Activity: Below are some records. Reproduce them exactly from their first line through the line with "has a non-finite", inclusive.

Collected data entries
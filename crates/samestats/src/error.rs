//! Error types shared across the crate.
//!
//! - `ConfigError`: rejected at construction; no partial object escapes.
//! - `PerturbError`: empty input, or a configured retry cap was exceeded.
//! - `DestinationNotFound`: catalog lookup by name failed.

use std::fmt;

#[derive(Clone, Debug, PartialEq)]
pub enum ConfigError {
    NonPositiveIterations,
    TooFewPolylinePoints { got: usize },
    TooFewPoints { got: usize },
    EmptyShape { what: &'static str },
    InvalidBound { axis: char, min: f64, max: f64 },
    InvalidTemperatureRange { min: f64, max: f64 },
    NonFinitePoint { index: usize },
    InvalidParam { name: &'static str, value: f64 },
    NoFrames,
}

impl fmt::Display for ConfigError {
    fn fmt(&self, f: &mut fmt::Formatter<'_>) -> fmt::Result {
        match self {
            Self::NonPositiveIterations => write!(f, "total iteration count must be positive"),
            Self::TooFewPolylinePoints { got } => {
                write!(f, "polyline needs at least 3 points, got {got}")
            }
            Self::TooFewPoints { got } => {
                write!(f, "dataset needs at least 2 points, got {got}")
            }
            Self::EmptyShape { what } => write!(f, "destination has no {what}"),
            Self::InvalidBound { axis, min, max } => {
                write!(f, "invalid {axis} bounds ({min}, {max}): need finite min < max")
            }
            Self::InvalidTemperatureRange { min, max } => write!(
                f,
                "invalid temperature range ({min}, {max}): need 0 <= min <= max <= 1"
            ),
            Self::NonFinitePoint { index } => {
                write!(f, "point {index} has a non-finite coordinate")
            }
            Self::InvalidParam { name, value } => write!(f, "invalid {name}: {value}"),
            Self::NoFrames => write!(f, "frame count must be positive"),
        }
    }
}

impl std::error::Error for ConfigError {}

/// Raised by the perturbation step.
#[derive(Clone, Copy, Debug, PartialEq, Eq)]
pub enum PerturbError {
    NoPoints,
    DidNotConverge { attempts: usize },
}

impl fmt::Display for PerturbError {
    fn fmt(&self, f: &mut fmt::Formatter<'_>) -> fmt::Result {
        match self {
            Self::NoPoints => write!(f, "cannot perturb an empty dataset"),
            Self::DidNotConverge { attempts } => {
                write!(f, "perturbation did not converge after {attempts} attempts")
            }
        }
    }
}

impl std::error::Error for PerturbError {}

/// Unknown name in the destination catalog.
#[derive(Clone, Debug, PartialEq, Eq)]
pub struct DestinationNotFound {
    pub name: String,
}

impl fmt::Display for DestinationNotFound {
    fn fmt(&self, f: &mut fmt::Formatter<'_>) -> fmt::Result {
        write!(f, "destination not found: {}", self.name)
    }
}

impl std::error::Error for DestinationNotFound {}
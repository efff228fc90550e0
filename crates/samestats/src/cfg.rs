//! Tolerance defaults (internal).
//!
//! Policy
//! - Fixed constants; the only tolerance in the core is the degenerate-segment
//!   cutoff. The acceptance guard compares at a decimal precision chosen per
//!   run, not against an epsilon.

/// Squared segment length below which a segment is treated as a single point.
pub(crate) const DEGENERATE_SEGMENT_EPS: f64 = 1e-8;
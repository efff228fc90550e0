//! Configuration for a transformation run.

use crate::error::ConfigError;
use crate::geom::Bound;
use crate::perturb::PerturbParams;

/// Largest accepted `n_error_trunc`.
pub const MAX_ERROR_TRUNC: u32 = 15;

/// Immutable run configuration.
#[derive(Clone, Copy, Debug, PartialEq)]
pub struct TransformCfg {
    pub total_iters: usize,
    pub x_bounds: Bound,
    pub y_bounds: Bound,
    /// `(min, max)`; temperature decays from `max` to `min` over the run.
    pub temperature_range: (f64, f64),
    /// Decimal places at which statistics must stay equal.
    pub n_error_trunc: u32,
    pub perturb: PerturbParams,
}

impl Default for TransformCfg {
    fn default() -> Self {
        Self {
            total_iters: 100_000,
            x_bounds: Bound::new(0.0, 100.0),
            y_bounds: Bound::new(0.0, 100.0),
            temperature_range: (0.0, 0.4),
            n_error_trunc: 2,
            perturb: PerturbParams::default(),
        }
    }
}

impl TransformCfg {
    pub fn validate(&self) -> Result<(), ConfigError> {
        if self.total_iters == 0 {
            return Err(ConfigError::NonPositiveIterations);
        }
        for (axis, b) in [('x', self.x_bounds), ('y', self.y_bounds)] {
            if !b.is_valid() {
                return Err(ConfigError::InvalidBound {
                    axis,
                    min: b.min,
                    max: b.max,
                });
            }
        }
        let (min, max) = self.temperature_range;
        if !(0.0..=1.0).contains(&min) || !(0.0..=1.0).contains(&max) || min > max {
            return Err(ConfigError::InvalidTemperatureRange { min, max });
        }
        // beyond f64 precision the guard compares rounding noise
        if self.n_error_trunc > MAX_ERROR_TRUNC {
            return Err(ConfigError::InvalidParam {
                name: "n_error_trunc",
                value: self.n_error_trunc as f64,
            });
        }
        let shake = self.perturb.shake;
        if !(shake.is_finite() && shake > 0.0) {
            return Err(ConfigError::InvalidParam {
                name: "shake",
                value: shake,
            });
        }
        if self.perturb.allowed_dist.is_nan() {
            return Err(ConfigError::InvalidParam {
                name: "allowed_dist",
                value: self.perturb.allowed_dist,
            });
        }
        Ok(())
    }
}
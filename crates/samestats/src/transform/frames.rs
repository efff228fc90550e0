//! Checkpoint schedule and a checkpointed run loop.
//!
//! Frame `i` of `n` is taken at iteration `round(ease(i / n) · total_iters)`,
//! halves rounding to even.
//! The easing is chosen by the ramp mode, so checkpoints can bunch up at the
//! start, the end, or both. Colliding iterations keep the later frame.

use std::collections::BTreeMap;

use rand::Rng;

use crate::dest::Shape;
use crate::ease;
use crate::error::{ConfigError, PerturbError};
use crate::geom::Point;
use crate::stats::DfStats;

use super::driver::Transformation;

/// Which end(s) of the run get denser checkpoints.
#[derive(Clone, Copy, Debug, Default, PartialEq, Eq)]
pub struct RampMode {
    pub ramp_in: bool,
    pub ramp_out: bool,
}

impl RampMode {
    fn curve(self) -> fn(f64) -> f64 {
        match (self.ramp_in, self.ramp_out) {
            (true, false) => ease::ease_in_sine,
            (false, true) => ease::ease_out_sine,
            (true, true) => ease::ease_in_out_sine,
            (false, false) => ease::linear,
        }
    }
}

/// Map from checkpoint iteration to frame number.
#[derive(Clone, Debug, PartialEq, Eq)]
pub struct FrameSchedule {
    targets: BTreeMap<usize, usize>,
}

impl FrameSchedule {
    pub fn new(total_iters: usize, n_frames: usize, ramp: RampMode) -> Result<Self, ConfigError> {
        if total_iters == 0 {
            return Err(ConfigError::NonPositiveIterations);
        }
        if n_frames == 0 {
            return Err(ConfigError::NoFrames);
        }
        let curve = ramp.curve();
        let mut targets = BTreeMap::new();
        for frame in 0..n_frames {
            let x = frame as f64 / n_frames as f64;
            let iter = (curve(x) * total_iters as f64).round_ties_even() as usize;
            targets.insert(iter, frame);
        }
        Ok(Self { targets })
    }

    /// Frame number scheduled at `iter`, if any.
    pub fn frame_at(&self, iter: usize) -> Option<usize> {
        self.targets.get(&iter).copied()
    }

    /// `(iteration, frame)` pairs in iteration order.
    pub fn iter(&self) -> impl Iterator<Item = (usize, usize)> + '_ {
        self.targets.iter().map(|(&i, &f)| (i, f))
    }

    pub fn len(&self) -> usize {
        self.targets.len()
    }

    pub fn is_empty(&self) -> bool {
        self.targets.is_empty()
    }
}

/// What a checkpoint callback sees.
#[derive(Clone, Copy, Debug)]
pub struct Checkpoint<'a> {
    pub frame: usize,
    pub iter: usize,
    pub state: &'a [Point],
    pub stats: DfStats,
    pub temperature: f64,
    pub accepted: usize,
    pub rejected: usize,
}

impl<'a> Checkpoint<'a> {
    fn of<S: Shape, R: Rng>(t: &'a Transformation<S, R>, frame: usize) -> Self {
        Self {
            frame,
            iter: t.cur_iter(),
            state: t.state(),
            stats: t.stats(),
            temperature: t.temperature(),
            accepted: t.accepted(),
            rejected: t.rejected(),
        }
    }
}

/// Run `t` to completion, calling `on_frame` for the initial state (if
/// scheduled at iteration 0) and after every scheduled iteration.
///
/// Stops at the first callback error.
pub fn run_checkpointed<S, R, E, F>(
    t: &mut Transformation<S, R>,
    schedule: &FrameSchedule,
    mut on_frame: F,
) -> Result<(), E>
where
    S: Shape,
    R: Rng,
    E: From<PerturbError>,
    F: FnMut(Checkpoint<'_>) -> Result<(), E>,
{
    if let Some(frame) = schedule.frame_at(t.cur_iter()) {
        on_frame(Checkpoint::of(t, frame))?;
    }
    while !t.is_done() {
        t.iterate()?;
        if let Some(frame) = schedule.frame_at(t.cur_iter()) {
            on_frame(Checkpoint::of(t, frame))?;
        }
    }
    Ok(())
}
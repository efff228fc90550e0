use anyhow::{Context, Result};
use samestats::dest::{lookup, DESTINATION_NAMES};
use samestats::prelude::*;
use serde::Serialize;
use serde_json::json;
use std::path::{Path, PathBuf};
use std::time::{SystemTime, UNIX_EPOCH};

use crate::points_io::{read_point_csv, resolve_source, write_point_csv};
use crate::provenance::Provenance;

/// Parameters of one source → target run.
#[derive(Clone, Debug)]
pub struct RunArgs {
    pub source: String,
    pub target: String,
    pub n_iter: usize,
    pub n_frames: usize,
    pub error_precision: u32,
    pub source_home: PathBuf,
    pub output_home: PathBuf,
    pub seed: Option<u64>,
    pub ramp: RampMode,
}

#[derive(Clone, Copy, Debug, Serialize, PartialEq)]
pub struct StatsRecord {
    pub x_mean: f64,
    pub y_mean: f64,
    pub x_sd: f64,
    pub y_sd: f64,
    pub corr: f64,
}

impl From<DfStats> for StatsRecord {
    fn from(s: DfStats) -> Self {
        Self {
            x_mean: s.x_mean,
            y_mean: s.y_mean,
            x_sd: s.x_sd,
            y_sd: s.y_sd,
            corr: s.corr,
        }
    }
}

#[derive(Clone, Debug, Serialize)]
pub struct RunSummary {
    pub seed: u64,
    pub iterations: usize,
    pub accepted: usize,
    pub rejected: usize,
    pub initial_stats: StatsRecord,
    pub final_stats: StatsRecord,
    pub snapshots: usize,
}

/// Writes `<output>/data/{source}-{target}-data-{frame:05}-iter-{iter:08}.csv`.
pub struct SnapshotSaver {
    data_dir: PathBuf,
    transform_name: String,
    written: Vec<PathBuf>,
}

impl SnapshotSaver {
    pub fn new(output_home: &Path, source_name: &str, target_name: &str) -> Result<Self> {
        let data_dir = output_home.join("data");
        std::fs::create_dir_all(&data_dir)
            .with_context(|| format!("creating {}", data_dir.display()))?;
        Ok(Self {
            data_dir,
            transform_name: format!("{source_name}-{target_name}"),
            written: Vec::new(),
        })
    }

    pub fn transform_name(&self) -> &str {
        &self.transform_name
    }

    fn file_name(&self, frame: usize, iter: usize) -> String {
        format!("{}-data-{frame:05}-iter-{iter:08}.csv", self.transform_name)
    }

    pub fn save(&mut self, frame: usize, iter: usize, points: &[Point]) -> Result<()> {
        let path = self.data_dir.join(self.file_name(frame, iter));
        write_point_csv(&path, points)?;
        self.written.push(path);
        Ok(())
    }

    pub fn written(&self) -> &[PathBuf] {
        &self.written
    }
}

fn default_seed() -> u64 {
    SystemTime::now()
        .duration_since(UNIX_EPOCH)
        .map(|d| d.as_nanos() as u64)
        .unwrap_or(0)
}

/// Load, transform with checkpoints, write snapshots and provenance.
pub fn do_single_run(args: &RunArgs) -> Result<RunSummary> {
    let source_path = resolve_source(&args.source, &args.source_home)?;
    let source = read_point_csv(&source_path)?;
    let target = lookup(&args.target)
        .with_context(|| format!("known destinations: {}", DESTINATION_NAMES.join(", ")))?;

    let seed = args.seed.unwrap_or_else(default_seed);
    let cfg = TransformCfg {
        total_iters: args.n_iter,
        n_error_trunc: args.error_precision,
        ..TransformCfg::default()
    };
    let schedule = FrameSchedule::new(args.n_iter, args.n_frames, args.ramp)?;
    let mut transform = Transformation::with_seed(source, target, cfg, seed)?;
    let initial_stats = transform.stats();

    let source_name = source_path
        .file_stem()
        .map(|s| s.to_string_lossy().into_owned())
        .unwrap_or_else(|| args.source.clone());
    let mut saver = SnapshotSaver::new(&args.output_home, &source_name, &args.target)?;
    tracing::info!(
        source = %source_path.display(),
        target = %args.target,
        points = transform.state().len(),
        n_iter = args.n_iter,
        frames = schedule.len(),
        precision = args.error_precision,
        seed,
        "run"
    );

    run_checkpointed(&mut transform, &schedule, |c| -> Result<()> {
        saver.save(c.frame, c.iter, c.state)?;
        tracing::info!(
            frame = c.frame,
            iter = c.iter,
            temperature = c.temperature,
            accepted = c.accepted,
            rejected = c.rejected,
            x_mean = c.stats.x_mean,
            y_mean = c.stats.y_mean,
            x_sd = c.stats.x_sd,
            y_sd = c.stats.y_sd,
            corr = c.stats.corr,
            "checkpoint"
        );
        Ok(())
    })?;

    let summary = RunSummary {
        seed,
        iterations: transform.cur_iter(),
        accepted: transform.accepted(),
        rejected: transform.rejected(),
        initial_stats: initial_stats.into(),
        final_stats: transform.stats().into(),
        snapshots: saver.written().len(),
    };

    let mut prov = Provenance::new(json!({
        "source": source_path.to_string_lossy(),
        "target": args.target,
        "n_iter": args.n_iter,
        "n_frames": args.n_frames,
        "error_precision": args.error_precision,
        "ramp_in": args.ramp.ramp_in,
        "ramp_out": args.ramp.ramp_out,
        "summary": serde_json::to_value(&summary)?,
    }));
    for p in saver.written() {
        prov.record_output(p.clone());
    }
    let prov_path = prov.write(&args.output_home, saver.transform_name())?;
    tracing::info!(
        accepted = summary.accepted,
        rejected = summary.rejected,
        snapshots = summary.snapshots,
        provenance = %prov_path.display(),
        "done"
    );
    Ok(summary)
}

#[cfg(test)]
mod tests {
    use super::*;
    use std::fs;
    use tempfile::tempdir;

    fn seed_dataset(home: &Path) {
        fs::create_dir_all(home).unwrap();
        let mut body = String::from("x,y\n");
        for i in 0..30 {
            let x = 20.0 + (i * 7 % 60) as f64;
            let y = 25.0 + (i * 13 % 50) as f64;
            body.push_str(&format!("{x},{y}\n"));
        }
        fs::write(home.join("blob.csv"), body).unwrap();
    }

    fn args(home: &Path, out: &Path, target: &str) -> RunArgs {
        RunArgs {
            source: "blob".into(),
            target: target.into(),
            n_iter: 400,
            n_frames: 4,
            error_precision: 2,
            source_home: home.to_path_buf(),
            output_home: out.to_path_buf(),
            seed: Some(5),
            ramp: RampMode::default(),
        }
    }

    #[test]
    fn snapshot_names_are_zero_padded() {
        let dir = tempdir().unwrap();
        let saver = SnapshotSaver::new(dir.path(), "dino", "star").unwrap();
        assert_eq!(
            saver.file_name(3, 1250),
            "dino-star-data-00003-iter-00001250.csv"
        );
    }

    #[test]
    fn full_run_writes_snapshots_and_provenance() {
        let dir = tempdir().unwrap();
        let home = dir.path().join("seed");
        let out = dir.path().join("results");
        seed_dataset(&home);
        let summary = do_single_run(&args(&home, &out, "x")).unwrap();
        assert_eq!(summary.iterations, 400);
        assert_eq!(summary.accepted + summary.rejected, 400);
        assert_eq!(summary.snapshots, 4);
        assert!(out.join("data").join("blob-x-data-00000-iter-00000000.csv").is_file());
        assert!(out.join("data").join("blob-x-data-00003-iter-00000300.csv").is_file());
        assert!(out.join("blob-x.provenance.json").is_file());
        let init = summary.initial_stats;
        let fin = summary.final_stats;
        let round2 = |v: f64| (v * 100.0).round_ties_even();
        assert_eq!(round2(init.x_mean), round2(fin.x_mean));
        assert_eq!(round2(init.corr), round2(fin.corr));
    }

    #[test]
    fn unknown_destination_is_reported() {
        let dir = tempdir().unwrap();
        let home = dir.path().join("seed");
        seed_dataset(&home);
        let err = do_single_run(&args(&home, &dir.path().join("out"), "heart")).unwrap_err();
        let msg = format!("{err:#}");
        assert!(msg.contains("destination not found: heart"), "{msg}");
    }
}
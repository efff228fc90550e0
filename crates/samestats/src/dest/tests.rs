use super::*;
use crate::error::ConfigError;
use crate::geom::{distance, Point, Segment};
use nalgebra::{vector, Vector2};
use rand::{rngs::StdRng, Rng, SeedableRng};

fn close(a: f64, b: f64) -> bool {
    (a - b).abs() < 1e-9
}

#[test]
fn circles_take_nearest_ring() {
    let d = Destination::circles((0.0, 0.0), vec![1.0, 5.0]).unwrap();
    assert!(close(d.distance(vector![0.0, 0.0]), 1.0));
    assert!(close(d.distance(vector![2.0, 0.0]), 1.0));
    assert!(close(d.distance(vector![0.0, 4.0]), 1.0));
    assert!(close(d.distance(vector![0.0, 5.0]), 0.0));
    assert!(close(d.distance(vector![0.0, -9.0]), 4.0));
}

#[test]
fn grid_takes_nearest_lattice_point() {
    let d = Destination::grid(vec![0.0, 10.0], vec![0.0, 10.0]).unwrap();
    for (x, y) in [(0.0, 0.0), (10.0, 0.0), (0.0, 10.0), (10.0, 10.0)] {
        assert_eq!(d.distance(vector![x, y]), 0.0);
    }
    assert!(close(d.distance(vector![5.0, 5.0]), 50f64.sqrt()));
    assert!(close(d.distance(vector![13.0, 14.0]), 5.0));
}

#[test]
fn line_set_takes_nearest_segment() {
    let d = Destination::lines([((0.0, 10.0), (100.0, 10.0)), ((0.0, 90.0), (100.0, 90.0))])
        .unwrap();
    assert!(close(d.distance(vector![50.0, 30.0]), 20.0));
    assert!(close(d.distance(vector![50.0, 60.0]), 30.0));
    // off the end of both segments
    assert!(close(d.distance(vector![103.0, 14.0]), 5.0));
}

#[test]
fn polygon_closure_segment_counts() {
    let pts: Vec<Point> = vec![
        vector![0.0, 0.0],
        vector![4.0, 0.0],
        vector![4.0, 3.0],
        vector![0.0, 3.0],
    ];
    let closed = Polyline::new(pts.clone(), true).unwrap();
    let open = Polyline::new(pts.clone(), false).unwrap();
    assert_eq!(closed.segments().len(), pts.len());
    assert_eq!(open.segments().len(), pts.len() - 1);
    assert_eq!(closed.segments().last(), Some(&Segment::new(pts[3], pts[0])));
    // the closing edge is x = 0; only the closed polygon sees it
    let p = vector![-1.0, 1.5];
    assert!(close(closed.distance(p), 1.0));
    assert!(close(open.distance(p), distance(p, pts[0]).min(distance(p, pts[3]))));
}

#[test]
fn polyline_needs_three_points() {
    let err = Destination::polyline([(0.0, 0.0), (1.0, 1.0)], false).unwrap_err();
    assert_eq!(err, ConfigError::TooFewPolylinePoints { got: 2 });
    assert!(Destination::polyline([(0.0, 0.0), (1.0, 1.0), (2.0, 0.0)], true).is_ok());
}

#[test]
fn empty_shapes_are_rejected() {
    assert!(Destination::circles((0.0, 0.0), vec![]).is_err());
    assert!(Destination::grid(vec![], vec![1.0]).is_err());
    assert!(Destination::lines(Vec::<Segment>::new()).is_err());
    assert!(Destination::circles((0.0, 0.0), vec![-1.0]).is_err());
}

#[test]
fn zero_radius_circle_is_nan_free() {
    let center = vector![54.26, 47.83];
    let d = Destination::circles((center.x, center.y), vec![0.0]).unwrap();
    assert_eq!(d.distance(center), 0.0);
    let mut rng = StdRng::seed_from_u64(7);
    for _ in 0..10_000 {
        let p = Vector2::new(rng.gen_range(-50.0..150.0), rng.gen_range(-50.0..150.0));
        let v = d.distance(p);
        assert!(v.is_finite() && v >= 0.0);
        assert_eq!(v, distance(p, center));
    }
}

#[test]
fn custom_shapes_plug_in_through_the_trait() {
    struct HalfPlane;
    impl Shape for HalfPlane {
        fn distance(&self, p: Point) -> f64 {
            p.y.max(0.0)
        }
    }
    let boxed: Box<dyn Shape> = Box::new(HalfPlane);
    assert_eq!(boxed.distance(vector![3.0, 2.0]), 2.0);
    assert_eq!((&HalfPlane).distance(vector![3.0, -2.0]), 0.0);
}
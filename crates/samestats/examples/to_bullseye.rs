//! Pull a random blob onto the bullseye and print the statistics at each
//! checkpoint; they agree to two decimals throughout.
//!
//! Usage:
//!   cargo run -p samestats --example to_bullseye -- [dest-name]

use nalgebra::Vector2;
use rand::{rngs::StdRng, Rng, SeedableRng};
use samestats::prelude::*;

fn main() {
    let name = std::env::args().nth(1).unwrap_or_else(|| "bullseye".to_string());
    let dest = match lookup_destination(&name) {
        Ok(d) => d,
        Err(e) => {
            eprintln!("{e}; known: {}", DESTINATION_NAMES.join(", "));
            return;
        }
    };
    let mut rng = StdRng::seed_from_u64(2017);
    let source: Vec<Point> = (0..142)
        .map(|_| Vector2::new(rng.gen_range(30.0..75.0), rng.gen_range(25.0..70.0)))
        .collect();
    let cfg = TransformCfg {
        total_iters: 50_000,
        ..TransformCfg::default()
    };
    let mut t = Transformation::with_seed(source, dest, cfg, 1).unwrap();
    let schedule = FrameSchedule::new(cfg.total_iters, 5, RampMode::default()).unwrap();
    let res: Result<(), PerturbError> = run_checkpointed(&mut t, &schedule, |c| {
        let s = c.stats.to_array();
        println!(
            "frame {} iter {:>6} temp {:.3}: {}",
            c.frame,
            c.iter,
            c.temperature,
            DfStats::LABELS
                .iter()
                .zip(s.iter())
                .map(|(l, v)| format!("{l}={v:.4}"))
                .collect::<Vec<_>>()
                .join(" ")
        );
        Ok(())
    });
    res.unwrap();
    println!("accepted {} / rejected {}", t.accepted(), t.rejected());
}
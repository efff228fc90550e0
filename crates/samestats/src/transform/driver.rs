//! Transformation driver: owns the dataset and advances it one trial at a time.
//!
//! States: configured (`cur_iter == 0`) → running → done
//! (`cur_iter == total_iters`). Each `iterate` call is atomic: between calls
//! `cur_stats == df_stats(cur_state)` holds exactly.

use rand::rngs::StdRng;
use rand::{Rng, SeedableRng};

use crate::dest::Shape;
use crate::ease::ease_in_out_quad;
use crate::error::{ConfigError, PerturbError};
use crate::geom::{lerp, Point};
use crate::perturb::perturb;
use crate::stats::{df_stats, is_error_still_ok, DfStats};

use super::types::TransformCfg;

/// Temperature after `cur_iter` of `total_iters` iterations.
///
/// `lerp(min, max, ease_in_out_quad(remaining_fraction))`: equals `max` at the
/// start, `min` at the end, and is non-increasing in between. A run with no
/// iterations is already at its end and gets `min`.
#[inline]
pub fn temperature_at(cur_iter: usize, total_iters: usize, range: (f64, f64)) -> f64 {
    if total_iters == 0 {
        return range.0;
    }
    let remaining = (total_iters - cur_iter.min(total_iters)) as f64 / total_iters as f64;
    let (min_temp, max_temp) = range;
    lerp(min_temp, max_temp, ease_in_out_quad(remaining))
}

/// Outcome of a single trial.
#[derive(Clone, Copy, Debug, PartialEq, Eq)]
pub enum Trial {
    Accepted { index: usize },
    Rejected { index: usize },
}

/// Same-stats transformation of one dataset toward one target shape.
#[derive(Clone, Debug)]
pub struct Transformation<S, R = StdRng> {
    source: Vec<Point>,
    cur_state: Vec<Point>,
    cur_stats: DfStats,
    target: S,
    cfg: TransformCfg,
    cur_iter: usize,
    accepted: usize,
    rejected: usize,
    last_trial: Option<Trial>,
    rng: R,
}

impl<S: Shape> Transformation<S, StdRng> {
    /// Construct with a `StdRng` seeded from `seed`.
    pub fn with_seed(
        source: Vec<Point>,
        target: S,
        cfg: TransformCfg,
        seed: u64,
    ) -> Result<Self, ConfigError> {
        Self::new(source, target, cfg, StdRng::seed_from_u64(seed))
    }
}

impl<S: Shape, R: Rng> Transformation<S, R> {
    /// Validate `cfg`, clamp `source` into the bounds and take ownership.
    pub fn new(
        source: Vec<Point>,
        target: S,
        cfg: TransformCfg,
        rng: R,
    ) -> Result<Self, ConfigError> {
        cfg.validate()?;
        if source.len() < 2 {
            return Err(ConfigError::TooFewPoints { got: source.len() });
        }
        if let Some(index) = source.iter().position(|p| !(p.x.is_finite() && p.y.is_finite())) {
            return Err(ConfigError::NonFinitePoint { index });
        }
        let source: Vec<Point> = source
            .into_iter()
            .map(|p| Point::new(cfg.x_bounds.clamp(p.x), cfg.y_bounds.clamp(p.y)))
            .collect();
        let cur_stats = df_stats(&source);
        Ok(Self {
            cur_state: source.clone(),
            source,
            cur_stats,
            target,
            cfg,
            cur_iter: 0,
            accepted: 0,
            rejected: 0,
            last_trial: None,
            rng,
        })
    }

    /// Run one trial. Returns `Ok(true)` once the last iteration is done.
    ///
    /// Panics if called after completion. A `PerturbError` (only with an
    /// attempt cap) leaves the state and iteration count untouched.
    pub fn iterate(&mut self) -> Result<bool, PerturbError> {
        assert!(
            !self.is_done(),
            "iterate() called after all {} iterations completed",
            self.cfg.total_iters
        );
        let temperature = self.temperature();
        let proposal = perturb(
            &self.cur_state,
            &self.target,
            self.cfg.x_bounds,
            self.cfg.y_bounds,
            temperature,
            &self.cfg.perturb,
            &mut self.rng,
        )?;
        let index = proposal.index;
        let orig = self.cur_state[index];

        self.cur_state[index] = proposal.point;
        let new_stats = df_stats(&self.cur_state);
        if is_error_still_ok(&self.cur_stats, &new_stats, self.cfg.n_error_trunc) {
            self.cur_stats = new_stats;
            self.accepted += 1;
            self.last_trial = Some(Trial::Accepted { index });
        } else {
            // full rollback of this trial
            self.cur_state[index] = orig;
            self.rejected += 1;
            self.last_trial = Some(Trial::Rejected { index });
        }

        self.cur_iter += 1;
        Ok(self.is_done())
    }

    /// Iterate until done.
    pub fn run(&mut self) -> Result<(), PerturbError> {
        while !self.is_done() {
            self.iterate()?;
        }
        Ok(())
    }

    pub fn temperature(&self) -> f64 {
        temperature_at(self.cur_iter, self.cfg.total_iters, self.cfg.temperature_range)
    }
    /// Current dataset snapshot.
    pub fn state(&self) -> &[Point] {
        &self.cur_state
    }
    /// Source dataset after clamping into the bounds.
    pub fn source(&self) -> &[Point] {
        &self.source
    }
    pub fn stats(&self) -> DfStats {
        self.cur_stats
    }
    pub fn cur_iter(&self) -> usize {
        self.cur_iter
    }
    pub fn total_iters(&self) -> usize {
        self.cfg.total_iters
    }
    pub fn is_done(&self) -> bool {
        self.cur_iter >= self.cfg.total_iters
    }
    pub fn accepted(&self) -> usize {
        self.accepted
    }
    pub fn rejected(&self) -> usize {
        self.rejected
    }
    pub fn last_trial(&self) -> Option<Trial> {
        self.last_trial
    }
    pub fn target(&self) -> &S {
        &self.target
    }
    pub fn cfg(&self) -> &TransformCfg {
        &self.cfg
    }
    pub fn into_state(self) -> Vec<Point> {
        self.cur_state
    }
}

The answer:
filename crates/samestats/src/error.rs
//! Error types shared across the crate.
//!
//! - `ConfigError`: rejected at construction; no partial object escapes.
//! - `PerturbError`: empty input, or a configured retry cap was exceeded.
//! - `DestinationNotFound`: catalog lookup by name failed.

use std::fmt;

#[derive(Clone, Debug, PartialEq)]
pub enum ConfigError {
    NonPositiveIterations,
    TooFewPolylinePoints { got: usize },
    TooFewPoints { got: usize },
    EmptyShape { what: &'static str },
    InvalidBound { axis: char, min: f64, max: f64 },
    InvalidTemperatureRange { min: f64, max: f64 },
    NonFinitePoint { index: usize },
    InvalidParam { name: &'static str, value: f64 },
    NoFrames,
}

impl fmt::Display for ConfigError {
    fn fmt(&self, f: &mut fmt::Formatter<'_>) -> fmt::Result {
        match self {
            Self::NonPositiveIterations => write!(f, "total iteration count must be positive"),
            Self::TooFewPolylinePoints { got } => {
                write!(f, "polyline needs at least 3 points, got {got}")
            }
            Self::TooFewPoints { got } => {
                write!(f, "dataset needs at least 2 points, got {got}")
            }
            Self::EmptyShape { what } => write!(f, "destination has no {what}"),
            Self::InvalidBound { axis, min, max } => {
                write!(f, "invalid {axis} bounds ({min}, {max}): need finite min < max")
            }
            Self::InvalidTemperatureRange { min, max } => write!(
                f,
                "invalid temperature range ({min}, {max}): need 0 <= min <= max <= 1"
            ),
            Self::NonFinitePoint { index } => {
                write!(f, "point {index} has a non-finite coordinate")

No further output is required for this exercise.